We worked furiously over finances. It seemed, on the whole, that it could be done. Archie’s £1000 ought to cover my expenses in hotels, and a month’s holiday for both of us in Honolulu. It would be a near thing, but we thought it was just possible.
Archie and I had twice gone abroad for a short holiday: once to the south of France, to the Pyrenees, and once to Switzerland. We both loved travelling – I had certainly been given a taste for it by that early experience when I was seven years old. Anyway, I longed to see the world, and it seemed to me highly probable that I never should. We were now committed to the business life, and a business man, as far as I could see, never got more than a fortnight’s holiday a year. A fortnight would not take you far. I longed to see China and Japan and India and Hawaii, and a great many other places, but my dream remained, and probably always would remain, wishful thinking.

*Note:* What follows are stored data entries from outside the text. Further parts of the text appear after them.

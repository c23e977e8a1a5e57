use serde::{Deserialize, Serialize};
use std::collections::BTreeMap;
use std::ops::AddAssign;

/// Vehicles and pedestrians counted in one hour.
#[derive(Debug, Clone, Copy, Default, PartialEq, Eq, Serialize)]
pub struct HourlyCount {
    pub vehicles: u64,
    pub pedestrians: u64,
}

impl AddAssign for HourlyCount {
    fn add_assign(&mut self, other: Self) {
        self.vehicles += other.vehicles;
        self.pedestrians += other.pedestrians;
    }
}

/// Hourly counts of one road, indexed by hour of day.
#[derive(Debug, Clone, Default, PartialEq, Serialize, Deserialize)]
pub struct RoadTraffic {
    #[serde(default)]
    pub vehicles: Vec<u64>,

    #[serde(default)]
    pub pedestrians: Vec<u64>,
}

impl RoadTraffic {
    /// Counts for `hour`; hours past the end of a short series count as zero
    pub fn at(&self, hour: usize) -> HourlyCount {
        HourlyCount {
            vehicles: self.vehicles.get(hour).copied().unwrap_or(0),
            pedestrians: self.pedestrians.get(hour).copied().unwrap_or(0),
        }
    }
}

/// Contents of `traffic_data.json`: road key -> hourly counts.
#[derive(Debug, Clone, Default, Deserialize)]
#[serde(transparent)]
pub struct TrafficData {
    roads: BTreeMap<String, RoadTraffic>,
}

impl TrafficData {
    pub fn road(&self, key: &str) -> Option<&RoadTraffic> {
        self.roads.get(key)
    }

    /// All roads in key order
    pub fn roads(&self) -> impl Iterator<Item = (&str, &RoadTraffic)> {
        self.roads.iter().map(|(key, traffic)| (key.as_str(), traffic))
    }

    pub fn len(&self) -> usize {
        self.roads.len()
    }

    pub fn is_empty(&self) -> bool {
        self.roads.is_empty()
    }

    pub fn insert(&mut self, key: &str, traffic: RoadTraffic) {
        self.roads.insert(key.to_string(), traffic);
    }
}
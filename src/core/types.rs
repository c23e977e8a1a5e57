use once_cell::sync::Lazy;
use regex::Regex;
use std::fmt;

/// Grid-cell labels are row letters followed by column digits, e.g. `A1` or `C12`.
const GRID_LABEL_PATTERN: &str = r"^([A-Za-z]+)([0-9]+)$";

static GRID_LABEL: Lazy<Regex> =
    Lazy::new(|| Regex::new(GRID_LABEL_PATTERN).expect("Failed to compile grid label pattern"));

/// Directed road segment between two grid intersections, written `"{src}-{dst}"`.
#[derive(Debug, Clone, PartialEq, Eq, Hash, PartialOrd, Ord)]
pub struct EdgeKey {
    pub source: String,
    pub target: String,
}

impl EdgeKey {
    pub fn new(source: impl Into<String>, target: impl Into<String>) -> Self {
        Self {
            source: source.into(),
            target: target.into(),
        }
    }

    /// Split a `"{src}-{dst}"` key. Keys with an empty side or more than one
    /// separator are rejected.
    ///
    /// # Examples
    /// ```
    /// use streetgrid::core::types::EdgeKey;
    ///
    /// let key = EdgeKey::parse("A1-B1").unwrap();
    /// assert_eq!(key.source, "A1");
    /// assert_eq!(key.target, "B1");
    /// assert!(EdgeKey::parse("A1B1").is_none());
    /// ```
    pub fn parse(key: &str) -> Option<Self> {
        let (source, target) = key.split_once('-')?;
        if source.is_empty() || target.is_empty() || target.contains('-') {
            return None;
        }
        Some(Self::new(source, target))
    }
}

impl fmt::Display for EdgeKey {
    fn fmt(&self, f: &mut fmt::Formatter<'_>) -> fmt::Result {
        write!(f, "{}-{}", self.source, self.target)
    }
}

/// Format the road-stats key of a directed edge without allocating an `EdgeKey`.
pub fn edge_key(source: &str, target: &str) -> String {
    format!("{source}-{target}")
}

/// A grid-cell label split into its row letters and column digits.
#[derive(Debug, Clone, PartialEq, Eq, Hash)]
pub struct GridLabel {
    pub row: String,
    pub column: String,
}

impl GridLabel {
    /// Labels whose row letters do not fit a `usize` index are rejected.
    pub fn parse(label: &str) -> Option<Self> {
        let captures = GRID_LABEL.captures(label)?;
        let row = captures[1].to_ascii_uppercase();
        checked_row_number(&row)?;
        Some(Self {
            row,
            column: captures[2].to_string(),
        })
    }

    /// Zero-based row index: `A` is 0, `Z` is 25, `AA` is 26.
    ///
    /// Saturates for hand-built labels that `parse` would reject.
    pub fn row_index(&self) -> usize {
        checked_row_number(&self.row)
            .unwrap_or(usize::MAX)
            .saturating_sub(1)
    }

    /// Zero-based column index; columns are numbered from 1 in labels.
    pub fn column_index(&self) -> usize {
        self.column
            .parse::<usize>()
            .map(|c| c.saturating_sub(1))
            .unwrap_or(0)
    }
}

/// Bijective base-26 value of uppercase row letters, `None` on overflow
fn checked_row_number(row: &str) -> Option<usize> {
    row.bytes().try_fold(0usize, |acc, b| {
        acc.checked_mul(26)?
            .checked_add(usize::from(b.checked_sub(b'A')?) + 1)
    })
}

‘It’s a risk,’ I said. ‘A terrible risk.’
‘Yes, it’s a risk. I realise we shall probably land up back in England without a penny, with a little over a hundred a year between us, and nothing else; that jobs will be hard to get – probably even harder than now. On the other hand, well – if you don’t take a risk you never get anywhere, do you?’
‘It’s rather up to you,’ Archie said. ‘What shall we do about Teddy?’ Teddy was our name for Rosalind at that time – I think because we had once called her in fun The Tadpole.

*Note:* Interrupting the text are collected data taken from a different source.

impl HtmlDashboard {
    /// Generate and write an HTML dashboard to the specified path
    pub fn generate_dashboard<P: AsRef<Path>>(
        data: &DashboardData,
        output_path: P,
    ) -> Result<(), DashboardError> {
        let html_content = Self::generate_html_content(data)?;
        fs::write(output_path, html_content)?;
        Ok(())
    }

    /// Generate the complete HTML document content
    pub fn generate_html_content(data: &DashboardData) -> Result<String, DashboardError> {
        let css_styles = Self::generate_css();
        let js_scripts = Self::generate_javascript();
        let body_content = Self::generate_body_content(data)?;

        Ok(format!(
            r#"<!DOCTYPE html>
<html lang="en">
<head>
    <meta charset="UTF-8">
    <meta name="viewport" content="width=device-width, initial-scale=1.0">
    <title>Smart City Traffic &amp; Voltage Dashboard - streetgrid</title>
    <script src="{}"></script>
    <style>{}</style>
</head>
<body>
    {}
    <script>{}</script>
</body>
</html>"#,
            dashboard_constants::CHART_JS_CDN,
            css_styles,
            body_content,
            js_scripts
        ))
    }

    fn generate_css() -> &'static str {
        r#"
        :root {
            --primary-color: #2563eb;
            --warning-color: #d97706;
            --error-color: #dc2626;
            --bg-color: #f8fafc;
            --card-bg: #ffffff;
            --border-color: #e2e8f0;
            --text-primary: #1e293b;
            --text-secondary: #64748b;
        }

        * { margin: 0; padding: 0; box-sizing: border-box; }

        body {
            font-family: -apple-system, BlinkMacSystemFont, 'Segoe UI', Roboto, sans-serif;
            background-color: var(--bg-color);
            color: var(--text-primary);
            line-height: 1.6;
        }

        .container { max-width: 1200px; margin: 0 auto; padding: 2rem; }

        .header {
            text-align: center;
            margin-bottom: 2rem;
            padding: 2rem;
            background: linear-gradient(135deg, var(--primary-color), #3b82f6);
            color: white;
            border-radius: 12px;
        }

        .header h1 { font-size: 2.25rem; margin-bottom: 0.5rem; font-weight: 700; }

        .stats-grid {
            display: grid;
            grid-template-columns: repeat(auto-fit, minmax(220px, 1fr));
            gap: 1.5rem;
            margin-bottom: 2rem;
        }

        .stat-card, .chart-container {
            background: var(--card-bg);
            padding: 1.5rem;
            border-radius: 12px;
            border: 1px solid var(--border-color);
            box-shadow: 0 2px 4px -1px rgba(0, 0, 0, 0.06);
        }

        .chart-container { margin-bottom: 2rem; }
        .stat-value { font-size: 2rem; font-weight: 700; }
        .stat-label {
            color: var(--text-secondary);
            font-size: 0.9rem;
            text-transform: uppercase;
            letter-spacing: 0.5px;
        }

        .chart-title { font-size: 1.25rem; font-weight: 600; margin-bottom: 1rem; }

        label { font-weight: 600; margin-right: 0.5rem; }
        select { padding: 0.4rem 0.6rem; border-radius: 6px; border: 1px solid var(--border-color); }

        .notice { padding: 0.75rem 1rem; border-radius: 8px; margin: 1rem 0; display: none; }
        .notice.warning { display: block; color: var(--warning-color); background-color: #fffbeb; }
        .notice.error { display: block; color: var(--error-color); background-color: #fef2f2; }

        @media (max-width: 768px) {
            .container { padding: 1rem; }
            .stats-grid { grid-template-columns: 1fr; }
        }
        "#
    }

    /// Generate the main body content of the dashboard
    fn generate_body_content(data: &DashboardData) -> Result<String, DashboardError> {
        let zone_options = data
            .zones
            .iter()
            .enumerate()
            .map(|(i, zone)| format!(r#"<option value="{i}">{}</option>"#, escape_html(&zone.name)))
            .collect::<Vec<_>>()
            .join("");

        Ok(format!(
            r#"
            <div class="container">
                <div class="header">
                    <h1>🚦 Smart City Traffic &amp; Voltage Dashboard</h1>
                    <p>Generated on {} by streetgrid</p>
                </div>
                {}
                <div class="chart-container">
                    <label for="zoneSelect">1) Select Zone</label>
                    <select id="zoneSelect">{}</select>
                    <h3 class="chart-title" id="zoneTitle"></h3>
                    <canvas id="zoneChart" width="400" height="180"></canvas>
                </div>
                <div class="chart-container">
                    <label for="roadSelect">2) Select Road</label>
                    <select id="roadSelect"></select>
                    <div id="roadNotice" class="notice"></div>
                    <h3 class="chart-title" id="roadTitle"></h3>
                    <canvas id="roadTrafficChart" width="400" height="180"></canvas>
                    <h3 class="chart-title" id="voltageTitle"></h3>
                    <div id="voltageNotice" class="notice"></div>
                    <canvas id="voltageChart" width="400" height="180"></canvas>
                </div>
            </div>
            <script>
                window.dashboardData = {};
                window.noRoadsMessage = {};
            </script>
            "#,
            escape_html(&data.timestamp),
            Self::generate_stats_section(data),
            zone_options,
            script_json(data)?,
            script_json(&dashboard_constants::NO_ROADS)?
        ))
    }

    /// Generate the statistics cards section
    fn generate_stats_section(data: &DashboardData) -> String {
        format!(
            r#"
            <div class="stats-grid">
                {}
                {}
                {}
            </div>
            "#,
            Self::generate_stat_card(&data.zones.len().to_string(), "Zones"),
            Self::generate_stat_card(&data.road_count().to_string(), "Roads"),
            Self::generate_stat_card(
                &data.voltage_issue_count().to_string(),
                "Roads With Voltage Gaps"
            ),
        )
    }

    /// Generate a single statistics card
    fn generate_stat_card(value: &str, label: &str) -> String {
        format!(
            r#"
            <div class="stat-card">
                <div class="stat-value">{}</div>
                <div class="stat-label">{}</div>
            </div>
            "#,
            value, label
        )
    }

    fn generate_javascript() -> &'static str {
        r#"
        const charts = {};

        function capitalize(text) {
            return text.charAt(0).toUpperCase() + text.slice(1);
        }

        function drawLines(id, labels, series, yLabel) {
            if (typeof Chart === 'undefined') { return; }
            if (charts[id]) { charts[id].destroy(); }
            charts[id] = new Chart(document.getElementById(id), {
                type: 'line',
                data: { labels: labels, datasets: series },
                options: {
                    responsive: true,
                    spanGaps: false,
                    scales: { y: { title: { display: true, text: yLabel } } }
                }
            });
        }

        function setNotice(id, kind, message) {
            const el = document.getElementById(id);
            el.className = kind ? 'notice ' + kind : 'notice';
            el.textContent = message || '';
        }

        function showRoad(zone, index) {
            const road = zone.roads[index];
            if (!road) { return; }
            const labels = road.night.map(p => String(p.hour));
            document.getElementById('roadTitle').textContent =
                road.road + ': Nightly Traffic';
            drawLines('roadTrafficChart', labels, [
                { label: 'Vehicles', data: road.night.map(p => p.vehicles), pointStyle: 'circle' },
                { label: 'Pedestrians', data: road.night.map(p => p.pedestrians), pointStyle: 'crossRot' }
            ], 'Count');

            document.getElementById('voltageTitle').textContent =
                'Voltage Profile for ' + road.road;
            const voltage = road.voltage;
            if (voltage.status === 'unavailable') {
                setNotice('voltageNotice', 'error', voltage.error);
                if (charts.voltageChart) { charts.voltageChart.destroy(); delete charts.voltageChart; }
                return;
            }
            setNotice('voltageNotice', voltage.status === 'partial' ? 'warning' : '', voltage.warning);
            drawLines('voltageChart', voltage.points.map(p => String(p[0])), [
                { label: 'Voltage for ' + road.road, data: voltage.points.map(p => p[1]) }
            ], 'Voltage (%)');
        }

        function showZone(index) {
            const zone = window.dashboardData.zones[index];
            if (!zone) { return; }
            document.getElementById('zoneTitle').textContent =
                capitalize(zone.name) + ' Zone: Hourly Traffic';
            drawLines('zoneChart', zone.traffic.map((_, h) => String(h)), [
                { label: 'Vehicles', data: zone.traffic.map(c => c.vehicles), pointStyle: 'circle' },
                { label: 'Pedestrians', data: zone.traffic.map(c => c.pedestrians), pointStyle: 'crossRot' }
            ], 'Count');

            const roadSelect = document.getElementById('roadSelect');
            roadSelect.innerHTML = '';
            zone.roads.forEach((road, i) => {
                const option = document.createElement('option');
                option.value = i;
                option.textContent = road.road;
                roadSelect.appendChild(option);
            });
            roadSelect.onchange = () => showRoad(zone, Number(roadSelect.value));

            if (zone.roads.length === 0) {
                setNotice('roadNotice', 'warning', window.noRoadsMessage);
                ['roadTrafficChart', 'voltageChart'].forEach(id => {
                    if (charts[id]) { charts[id].destroy(); delete charts[id]; }
                });
                document.getElementById('roadTitle').textContent = '';
                document.getElementById('voltageTitle').textContent = '';
                setNotice('voltageNotice', '', '');
                return;
            }
            setNotice('roadNotice', '', '');
            showRoad(zone, 0);
        }

        document.addEventListener('DOMContentLoaded', function() {
            const zoneSelect = document.getElementById('zoneSelect');
            zoneSelect.onchange = () => showZone(Number(zoneSelect.value));
            showZone(0);
        });
        "#
    }
}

‘Punkie’ – the name we all used for Madge now – would take Teddy. Or mother – they would be delighted. And she’s got Nurse. Yes – yes – that part of it is all right. It’s the only chance we shall ever have, I said wistfully.

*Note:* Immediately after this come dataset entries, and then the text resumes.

mod cli {
    #![allow(non_snake_case)]

    use assert_cmd::prelude::*;
    use predicates::str::{contains, starts_with};

    use std::fs;
    use std::path::Path;
    use std::process::Command;
    use tempfile::TempDir;

    type TestResult = Result<(), Box<dyn std::error::Error>>;

    const NAME: &str = "streetgrid";

    const CITY: &str = r#"{
        "total_streetlights": 2,
        "road_stats": {"A1-A2": {"streetlights": 2, "length_km": 1.0}}
    }"#;

    const SCHEDULE: &str = r#"{"A1": {"A2": {"19": 100, "20": 50}}}"#;

    const GRID: &str = r#"{
        "nodes": [
            {"id": "A1", "zone": "residential", "traffic_light": true, "traffic_light_delay": 30},
            {"id": "A2", "zone": "residential", "traffic_light": false},
            {"id": "B1", "zone": "park", "traffic_light": false}
        ],
        "edges": [
            {"source": "A1", "target": "A2", "road_type": "major", "distance": 0.5, "capacity": 800},
            {"source": "A1", "target": "B1", "road_type": "minor", "distance": 0.4, "capacity": 300, "streetlights": 1},
            {"source": "A2", "target": "A1", "road_type": "major", "distance": 0.5, "capacity": 800}
        ]
    }"#;

    fn traffic_json() -> String {
        let vehicles: Vec<String> = (0..24).map(|h| (h * 10).to_string()).collect();
        let pedestrians = vec!["1"; 24].join(",");
        format!(
            r#"{{
                "A1-A2": {{"vehicles": [{v}], "pedestrians": [{p}]}},
                "A2-A1": {{"vehicles": [{v}], "pedestrians": [{p}]}},
                "B1-A1": {{"vehicles": [{v}], "pedestrians": [{p}]}}
            }}"#,
            v = vehicles.join(","),
            p = pedestrians
        )
    }

    fn write(dir: &Path, name: &str, content: &str) -> std::io::Result<()> {
        fs::write(dir.join(name), content)
    }

    /// Temporary data directory with every input document
    fn data_dir() -> Result<TempDir, Box<dyn std::error::Error>> {
        let dir = tempfile::tempdir()?;
        write(dir.path(), "city_analysis.json", CITY)?;
        write(dir.path(), "smoothed_voltage_schedule.json", SCHEDULE)?;
        write(dir.path(), "city_grid.json", GRID)?;
        write(dir.path(), "traffic_data.json", &traffic_json())?;
        Ok(dir)
    }

    fn command(dir: &TempDir) -> Result<Command, Box<dyn std::error::Error>> {
        let mut cmd = Command::cargo_bin(NAME)?;
        cmd.current_dir(dir.path()).arg("--no-config");
        Ok(cmd)
    }

    #[test]
    fn test_report__end_to_end() -> TestResult {
        let dir = data_dir()?;
        let mut cmd = command(&dir)?;

        cmd.assert()
            .success()
            .stdout(starts_with("City reports 2 streetlights.\n"))
            .stdout(contains("Schedule covers 2 streetlights (matched).\n\n"))
            .stdout(contains("City area estimate: 0.0000 km² (0.00 m²)"))
            .stdout(contains("🔋 Baseline (100% voltage): 2.40 kWh"))
            .stdout(contains("🌙 After optimization:    0.25 kWh"))
            .stdout(contains(
                "💾 You saved 2.15 kWh (89.6% reduction) in one night!",
            ));
        Ok(())
    }

    #[test]
    fn test_report__explicit_subcommand_and_data_dir() -> TestResult {
        let dir = data_dir()?;
        let mut cmd = Command::cargo_bin(NAME)?;

        cmd.arg("report")
            .arg("--no-config")
            .arg("--data-dir")
            .arg(dir.path());

        cmd.assert().success().stdout(contains("0.25 kWh"));
        Ok(())
    }

    #[test]
    fn test_report__missing_edges_warning() -> TestResult {
        let dir = data_dir()?;
        write(
            dir.path(),
            "smoothed_voltage_schedule.json",
            r#"{"A1": {"A2": {"19": 100}}, "C1": {"C2": {"19": 80}}}"#,
        )?;
        let mut cmd = command(&dir)?;

        cmd.assert()
            .success()
            .stdout(contains("Warning: 1 edges not in city data:\n  - C1-C2\n"));
        Ok(())
    }

    #[test]
    fn test_report__strict_fails_on_missing_edges() -> TestResult {
        let dir = data_dir()?;
        write(
            dir.path(),
            "smoothed_voltage_schedule.json",
            r#"{"A1": {"A2": {"19": 100}}, "C1": {"C2": {"19": 80}}}"#,
        )?;
        let mut cmd = command(&dir)?;
        cmd.arg("--strict");

        cmd.assert()
            .failure()
            .code(1)
            .stdout(contains("City reports 2 streetlights."));
        Ok(())
    }

    #[test]
    fn test_report__strict_passes_when_complete() -> TestResult {
        let dir = data_dir()?;
        let mut cmd = command(&dir)?;
        cmd.arg("--strict");

        cmd.assert().success();
        Ok(())
    }

    #[test]
    fn test_report__missing_city_file() -> TestResult {
        let dir = data_dir()?;
        fs::remove_file(dir.path().join("city_analysis.json"))?;
        let mut cmd = command(&dir)?;

        cmd.assert()
            .failure()
            .code(1)
            .stderr(contains("Error: File not found: city_analysis.json"));
        Ok(())
    }

    #[test]
    fn test_report__malformed_schedule() -> TestResult {
        let dir = data_dir()?;
        write(dir.path(), "smoothed_voltage_schedule.json", "{not json")?;
        let mut cmd = command(&dir)?;

        cmd.assert()
            .failure()
            .stderr(contains("Error: Invalid JSON in"));
        Ok(())
    }

    #[test]
    fn test_report__json_format() -> TestResult {
        let dir = data_dir()?;
        let mut cmd = command(&dir)?;
        cmd.arg("--format").arg("json");

        let output = cmd.output()?;
        assert!(output.status.success());
        let value: serde_json::Value = serde_json::from_slice(&output.stdout)?;
        assert_eq!(value["verification"]["total_scheduled"], 2);
        assert!((value["baseline_kwh"].as_f64().unwrap_or_default() - 2.4).abs() < 1e-9);
        Ok(())
    }

    #[test]
    fn test_report__minimal_format() -> TestResult {
        let dir = data_dir()?;
        let mut cmd = command(&dir)?;
        cmd.arg("--format").arg("minimal");

        cmd.assert()
            .success()
            .stdout(contains("optimized_kwh=0.25"))
            .stdout(contains("percent_saved=89.6"));
        Ok(())
    }

    #[test]
    fn test_report__custom_power_and_hours() -> TestResult {
        let dir = data_dir()?;
        let mut cmd = command(&dir)?;
        cmd.args(["--power-kw", "0.2", "--active-hours", "19,20"]);

        // 2 lamps * 0.2 kW * 2 hours, and 0.4 + 0.1 after dimming
        cmd.assert()
            .success()
            .stdout(contains("Baseline (100% voltage): 0.80 kWh"))
            .stdout(contains("After optimization:    0.50 kWh"));
        Ok(())
    }

    #[test]
    fn test_report__invalid_active_hours() -> TestResult {
        let dir = data_dir()?;
        let mut cmd = command(&dir)?;
        cmd.args(["--active-hours", "19,24"]);

        cmd.assert().failure().stderr(contains("Error:"));
        Ok(())
    }

    #[test]
    fn test_report__config_file() -> TestResult {
        let dir = data_dir()?;
        let config = dir.path().join("custom.toml");
        fs::write(&config, "power_kw = 0.2\noutput_format = \"minimal\"\n")?;
        let mut cmd = Command::cargo_bin(NAME)?;
        cmd.current_dir(dir.path()).arg("--config").arg(&config);

        cmd.assert()
            .success()
            .stdout(contains("baseline_kwh=4.80"));
        Ok(())
    }

    #[test]
    fn test_report__invalid_config_file() -> TestResult {
        let dir = data_dir()?;
        let config = dir.path().join("broken.toml");
        fs::write(&config, "power_kw = [")?;
        let mut cmd = Command::cargo_bin(NAME)?;
        cmd.current_dir(dir.path()).arg("--config").arg(&config);

        cmd.assert()
            .failure()
            .stderr(contains("Invalid TOML in config file"));
        Ok(())
    }

    #[test]
    fn test_dashboard__overview() -> TestResult {
        let dir = data_dir()?;
        let mut cmd = command(&dir)?;
        cmd.arg("dashboard");

        cmd.assert()
            .success()
            .stdout(contains("Residential: 2 roads"))
            .stdout(contains("Park: 1 roads"))
            .stdout(contains("Industrial: 0 roads"));
        Ok(())
    }

    #[test]
    fn test_dashboard__zone_and_road() -> TestResult {
        let dir = data_dir()?;
        let mut cmd = command(&dir)?;
        cmd.args(["dashboard", "--zone", "residential", "--road", "A1-A2"]);

        cmd.assert()
            .success()
            .stdout(contains("Residential Zone: Hourly Traffic"))
            .stdout(contains("Roads: A1-A2, A2-A1"))
            .stdout(contains("A1-A2: Nightly Traffic"))
            .stdout(contains("Voltage Profile for A1-A2"))
            .stdout(contains("Some voltage data is missing for road 'A1-A2'."));
        Ok(())
    }

    #[test]
    fn test_dashboard__road_without_voltage_data() -> TestResult {
        let dir = data_dir()?;
        let mut cmd = command(&dir)?;
        cmd.args(["dashboard", "--zone", "park", "--road", "B1-A1"]);

        cmd.assert()
            .success()
            .stdout(contains("Voltage data for road 'B1-A1' not found."));
        Ok(())
    }

    #[test]
    fn test_dashboard__zone_without_roads() -> TestResult {
        let dir = data_dir()?;
        let mut cmd = command(&dir)?;
        cmd.args(["dashboard", "--zone", "industrial"]);

        cmd.assert()
            .success()
            .stdout(contains("No roads found for this zone."));
        Ok(())
    }

    #[test]
    fn test_dashboard__road_outside_zone() -> TestResult {
        let dir = data_dir()?;
        let mut cmd = command(&dir)?;
        cmd.args(["dashboard", "--zone", "park", "--road", "A1-A2"]);

        cmd.assert()
            .failure()
            .stderr(contains("Road 'A1-A2' is not in zone 'park'"));
        Ok(())
    }

    #[test]
    fn test_dashboard__html() -> TestResult {
        let dir = data_dir()?;
        let html = dir.path().join("dashboard.html");
        let mut cmd = command(&dir)?;
        cmd.arg("dashboard").arg("--html").arg(&html);

        cmd.assert()
            .success()
            .stdout(contains("HTML dashboard generated"));

        let content = fs::read_to_string(&html)?;
        assert!(content.contains("Smart City Traffic &amp; Voltage Dashboard"));
        assert!(content.contains("residential"));
        Ok(())
    }

    #[test]
    fn test_grid__node_details() -> TestResult {
        let dir = data_dir()?;
        let mut cmd = command(&dir)?;
        cmd.args(["grid", "--node", "A1"]);

        cmd.assert()
            .success()
            .stdout(contains("📍 Node: A1"))
            .stdout(contains("Zone: residential"))
            .stdout(contains("Traffic Light: Yes"))
            .stdout(contains("Traffic Light Delay: 30s"))
            .stdout(contains(
                "→ A2: major road, 0.5 km, Capacity: 800, Streetlights: 2",
            ))
            .stdout(contains(
                "→ B1: minor road, 0.4 km, Capacity: 300, Streetlights: 1",
            ));
        Ok(())
    }

    #[test]
    fn test_grid__node_details_without_city_file() -> TestResult {
        let dir = data_dir()?;
        fs::remove_file(dir.path().join("city_analysis.json"))?;
        let mut cmd = command(&dir)?;
        cmd.args(["grid", "--node", "A1"]);

        cmd.assert()
            .success()
            .stdout(contains("→ A2: major road, 0.5 km, Capacity: 800, Streetlights: 0"));
        Ok(())
    }

    #[test]
    fn test_grid__unknown_node() -> TestResult {
        let dir = data_dir()?;
        let mut cmd = command(&dir)?;
        cmd.args(["grid", "--node", "Z9"]);

        cmd.assert()
            .failure()
            .stderr(contains("Unknown grid node 'Z9'"));
        Ok(())
    }

    #[test]
    fn test_grid__summary_and_html() -> TestResult {
        let dir = data_dir()?;
        let mut cmd = command(&dir)?;
        cmd.arg("grid");
        cmd.assert()
            .success()
            .stdout(contains("3 intersections, 3 roads (2×2)"));

        let html = dir.path().join("grid.html");
        let mut cmd = command(&dir)?;
        cmd.arg("grid").arg("--html").arg(&html);
        cmd.assert().success().stdout(contains("Grid map generated"));

        let content = fs::read_to_string(&html)?;
        assert!(content.contains("<svg"));
        assert!(content.contains(r#"data-node="B1""#));
        Ok(())
    }

    #[test]
    fn test_completion_generate() -> TestResult {
        let mut cmd = Command::cargo_bin(NAME)?;
        cmd.args(["completion-generate", "bash"]);

        cmd.assert().success().stdout(contains("streetgrid"));
        Ok(())
    }

    #[test]
    fn test_invalid_format() -> TestResult {
        let mut cmd = Command::cargo_bin(NAME)?;
        cmd.args(["--format", "xml"]);

        cmd.assert().failure().stderr(contains("invalid value 'xml'"));
        Ok(())
    }
}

We thought about it, and thought about it.
‘Of course – you could go,’ I said, bracing myself to be unselfish, ‘and I stay behind.’
I looked at him. He looked at me.
‘I’m not going to leave you behind,’ he said. ‘I wouldn’t enjoy it if I did that. No, either you risk it and come too, or not – but it’s up to you, because you risk more than I do, really.’
So again we sat and thought, and I adopted Archie’s point of view.
‘I think you’re right,’ I said. ‘It’s our chance. If we don’t do it we shall always be mad with ourselves. No, as you say, if you can’t take the risk of doing something you want, when the chance comes, life isn’t worth living.’
We had never been people who played safe. We had persisted in marrying against all opposition, and now we were determined to see the world and risk what would happen on our return.
Our home arrangements were not difficult. The Addison Mansions flat could be let advantageously, and that would pay Jessie’s wages. My mother and my sister were delighted to have Rosalind and Nurse. The only opposition of any kind came at the last moment, when we learnt that my brother Monty was coming home on leave from Africa. My sister was outraged that I was not going to stay in England for his visit.
‘Your only brother, coming back after being wounded in the war, and having been away for years, and you choose to go off round the world at that moment. I think it’s disgraceful. You ought to put your brother first.’
‘Well, I don’t think so,’ I said. ‘I ought to put my husband first. He is going on this trip and I’m going with him. Wives should go with their husbands.’
‘Monty’s your only brother, and it’s your only chance of seeing him, perhaps for years more.’
She quite upset me in the end; but my mother was strongly on my side. ‘A wife’s duty is to go with her husband,’ she said. ‘A husband must come first, even before your children – and a brother is further away still. Remember, if you’re not with your husband, if you leave him too much, you’ll lose him. That’s specially true of a man like Archie.’